So all this hovers back to the question, if Tesla's software upgrade model is - I would assume most agree - superior for the customer in the longer run, how early should they apply it - in this case, assuming the software won't be ready until December 2016. If the AP2 hardware was ready sooner, should Tesla have shipped it in, say, March/April for the Model S facelift? Or even last year with Model X? Or not until AP1 features can be matched? It depends on the customer, of course, I would wager a lot people would be happy taking the hardware as soon as possible - but at the same time there are others that would definitely not be OK with that.

In the end, it seems Tesla shipped AP1 hardware and AP2 hardware once their HW development and supply was ready. AP2 hardware seems to have coincided with the volume availability of Drive PX2. This did in fact cause an unfortunate period of limited functionality as they wait for the software to mature and pass validations.

While I don't disagree with what you said, you're assuming that Tesla moved to the new hardware voluntarily at a point in time they chose in advance.

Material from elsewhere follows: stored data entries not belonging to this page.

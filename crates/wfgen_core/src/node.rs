//! The generic document tree consumed by the renderer.

use serde::{Deserialize, Serialize};

use crate::ordered_map::OrderedMap;

/// A leaf value.
///
/// Deserializes untagged, so definition files can use plain YAML/JSON
/// values wherever a scalar is expected.
#[derive(Debug, Clone, PartialEq, Serialize, Deserialize)]
#[serde(untagged)]
pub enum Scalar {
    /// Explicitly supplied null. Not the same as an absent field.
    Null,
    Bool(bool),
    Int(i64),
    Float(f64),
    Str(String),
}

impl From<&str> for Scalar {
    fn from(value: &str) -> Self {
        Scalar::Str(value.to_string())
    }
}

impl From<String> for Scalar {
    fn from(value: String) -> Self {
        Scalar::Str(value)
    }
}

impl From<bool> for Scalar {
    fn from(value: bool) -> Self {
        Scalar::Bool(value)
    }
}

impl From<i64> for Scalar {
    fn from(value: i64) -> Self {
        Scalar::Int(value)
    }
}

impl From<i32> for Scalar {
    fn from(value: i32) -> Self {
        Scalar::Int(value.into())
    }
}

impl From<u32> for Scalar {
    fn from(value: u32) -> Self {
        Scalar::Int(value.into())
    }
}

impl From<f64> for Scalar {
    fn from(value: f64) -> Self {
        Scalar::Float(value)
    }
}

/// An ordered list of key/value pairs.
///
/// Construction never deduplicates. Key uniqueness is checked when the
/// tree is rendered, so a duplicate is reported instead of silently
/// overwritten.
#[derive(Debug, Clone, Default, PartialEq)]
pub struct Mapping {
    entries: Vec<(String, Node)>,
}

impl Mapping {
    pub fn new() -> Self {
        Self::default()
    }

    /// Append an entry.
    pub fn push(&mut self, key: impl Into<String>, value: impl Into<Node>) {
        self.entries.push((key.into(), value.into()));
    }

    /// Builder-style append of an already-built node.
    pub fn entry(mut self, key: impl Into<String>, value: impl Into<Node>) -> Self {
        self.push(key, value);
        self
    }

    /// Builder-style append of anything convertible to a node. `None`
    /// becomes [`Node::Absent`] and is left out of the output.
    pub fn field<T: ToNode + ?Sized>(mut self, key: impl Into<String>, value: &T) -> Self {
        self.entries.push((key.into(), value.to_node()));
        self
    }

    pub fn get(&self, key: &str) -> Option<&Node> {
        self.entries.iter().find(|(k, _)| k == key).map(|(_, v)| v)
    }

    pub fn iter(&self) -> impl Iterator<Item = (&str, &Node)> {
        self.entries.iter().map(|(k, v)| (k.as_str(), v))
    }

    /// Entries that will actually be rendered.
    pub fn present(&self) -> impl Iterator<Item = (&str, &Node)> {
        self.iter().filter(|(_, v)| !v.is_absent())
    }

    /// Number of entries, absent ones included.
    pub fn len(&self) -> usize {
        self.entries.len()
    }

    pub fn is_empty(&self) -> bool {
        self.entries.is_empty()
    }
}

impl<K: Into<String>, V: Into<Node>> FromIterator<(K, V)> for Mapping {
    fn from_iter<I: IntoIterator<Item = (K, V)>>(iter: I) -> Self {
        let mut mapping = Mapping::new();
        for (key, value) in iter {
            mapping.push(key, value);
        }
        mapping
    }
}

/// One position in the document tree.
#[derive(Debug, Clone, PartialEq)]
pub enum Node {
    Scalar(Scalar),
    Mapping(Mapping),
    Sequence(Vec<Node>),
    /// A field the caller never supplied. Containers skip it entirely.
    Absent,
}

impl Node {
    pub fn null() -> Self {
        Node::Scalar(Scalar::Null)
    }

    pub fn is_absent(&self) -> bool {
        matches!(self, Node::Absent)
    }

    /// Total number of present nodes in this subtree, itself included.
    pub fn count(&self) -> usize {
        match self {
            Node::Absent => 0,
            Node::Scalar(_) => 1,
            Node::Mapping(mapping) => 1 + mapping.present().map(|(_, v)| v.count()).sum::<usize>(),
            Node::Sequence(items) => 1 + items.iter().map(Node::count).sum::<usize>(),
        }
    }
}

impl From<Scalar> for Node {
    fn from(value: Scalar) -> Self {
        Node::Scalar(value)
    }
}

impl From<Mapping> for Node {
    fn from(value: Mapping) -> Self {
        Node::Mapping(value)
    }
}

impl From<Vec<Node>> for Node {
    fn from(value: Vec<Node>) -> Self {
        Node::Sequence(value)
    }
}

impl From<&str> for Node {
    fn from(value: &str) -> Self {
        Node::Scalar(value.into())
    }
}

impl From<String> for Node {
    fn from(value: String) -> Self {
        Node::Scalar(value.into())
    }
}

impl From<bool> for Node {
    fn from(value: bool) -> Self {
        Node::Scalar(value.into())
    }
}

impl From<i64> for Node {
    fn from(value: i64) -> Self {
        Node::Scalar(value.into())
    }
}

impl From<i32> for Node {
    fn from(value: i32) -> Self {
        Node::Scalar(value.into())
    }
}

impl From<f64> for Node {
    fn from(value: f64) -> Self {
        Node::Scalar(value.into())
    }
}

/// Conversion of typed values into the document tree.
///
/// Record types implement this field by field; the order of the
/// `Mapping::field` calls is the order of the rendered keys.
pub trait ToNode {
    fn to_node(&self) -> Node;
}

impl ToNode for Node {
    fn to_node(&self) -> Node {
        self.clone()
    }
}

impl ToNode for Scalar {
    fn to_node(&self) -> Node {
        Node::Scalar(self.clone())
    }
}

impl ToNode for Mapping {
    fn to_node(&self) -> Node {
        Node::Mapping(self.clone())
    }
}

impl ToNode for str {
    fn to_node(&self) -> Node {
        self.into()
    }
}

impl ToNode for String {
    fn to_node(&self) -> Node {
        self.as_str().into()
    }
}

impl ToNode for bool {
    fn to_node(&self) -> Node {
        (*self).into()
    }
}

impl ToNode for i64 {
    fn to_node(&self) -> Node {
        (*self).into()
    }
}

impl ToNode for i32 {
    fn to_node(&self) -> Node {
        (*self).into()
    }
}

impl ToNode for u32 {
    fn to_node(&self) -> Node {
        Node::Scalar((*self).into())
    }
}

impl ToNode for u16 {
    fn to_node(&self) -> Node {
        Node::Scalar(Scalar::Int((*self).into()))
    }
}

impl ToNode for f64 {
    fn to_node(&self) -> Node {
        (*self).into()
    }
}

impl<T: ToNode + ?Sized> ToNode for &T {
    fn to_node(&self) -> Node {
        (**self).to_node()
    }
}

impl<T: ToNode> ToNode for Option<T> {
    fn to_node(&self) -> Node {
        match self {
            Some(value) => value.to_node(),
            None => Node::Absent,
        }
    }
}

impl<T: ToNode> ToNode for [T] {
    fn to_node(&self) -> Node {
        Node::Sequence(self.iter().map(ToNode::to_node).collect())
    }
}

impl<T: ToNode> ToNode for Vec<T> {
    fn to_node(&self) -> Node {
        self.as_slice().to_node()
    }
}

impl<V: ToNode> ToNode for OrderedMap<V> {
    fn to_node(&self) -> Node {
        Node::Mapping(
            self.iter()
                .map(|(key, value)| (key, value.to_node()))
                .collect(),
        )
    }
}

#[cfg(test)]
mod tests {
    use super::*;

    #[test]
    fn test_option_maps_to_absent() {
        let missing: Option<String> = None;
        assert_eq!(missing.to_node(), Node::Absent);
        assert_eq!(Some("x").to_node(), Node::from("x"));
    }

    #[test]
    fn test_field_order_is_call_order() {
        let mapping = Mapping::new()
            .field("zeta", "1")
            .field("alpha", &true)
            .field("mid", &None::<i64>);

        let keys: Vec<_> = mapping.iter().map(|(k, _)| k).collect();
        assert_eq!(keys, vec!["zeta", "alpha", "mid"]);

        let present: Vec<_> = mapping.present().map(|(k, _)| k).collect();
        assert_eq!(present, vec!["zeta", "alpha"]);
    }

    #[test]
    fn test_count_skips_absent() {
        let node: Node = Mapping::new()
            .field("a", "x")
            .field("b", &vec!["y", "z"])
            .field("c", &None::<bool>)
            .into();
        // mapping + scalar + sequence + 2 items
        assert_eq!(node.count(), 5);
    }

    #[test]
    fn test_scalar_untagged_deserialize() {
        let values: Vec<Scalar> = serde_json::from_str(r#"[null, true, 3, 1.5, "s"]"#).unwrap();
        assert_eq!(
            values,
            vec![
                Scalar::Null,
                Scalar::Bool(true),
                Scalar::Int(3),
                Scalar::Float(1.5),
                Scalar::Str("s".to_string()),
            ]
        );
    }
}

I don't believe this is the case.

We saw a bunch of first hand reports this past summer of a serious falling out between Tesla and Mobileye, and it was stated outright that one of the consequences of that was that the contract between the two would not be renewed.

I think we have ample evidence to conclude that Tesla was planning another generation with Mobileye - look at the blanked out space and disconnected, installed wiring on every X, and the schematic for a 2016 S with triple camera we saw this summer.

Once that spilt started happening, Tesla suddenly had a deadline - if they didn't ship their own hardware, they'd have to deliver cars without any Autopilot. So they rushed to get the hardware out the door, and didn't have time to develop the software, especially the neural networks.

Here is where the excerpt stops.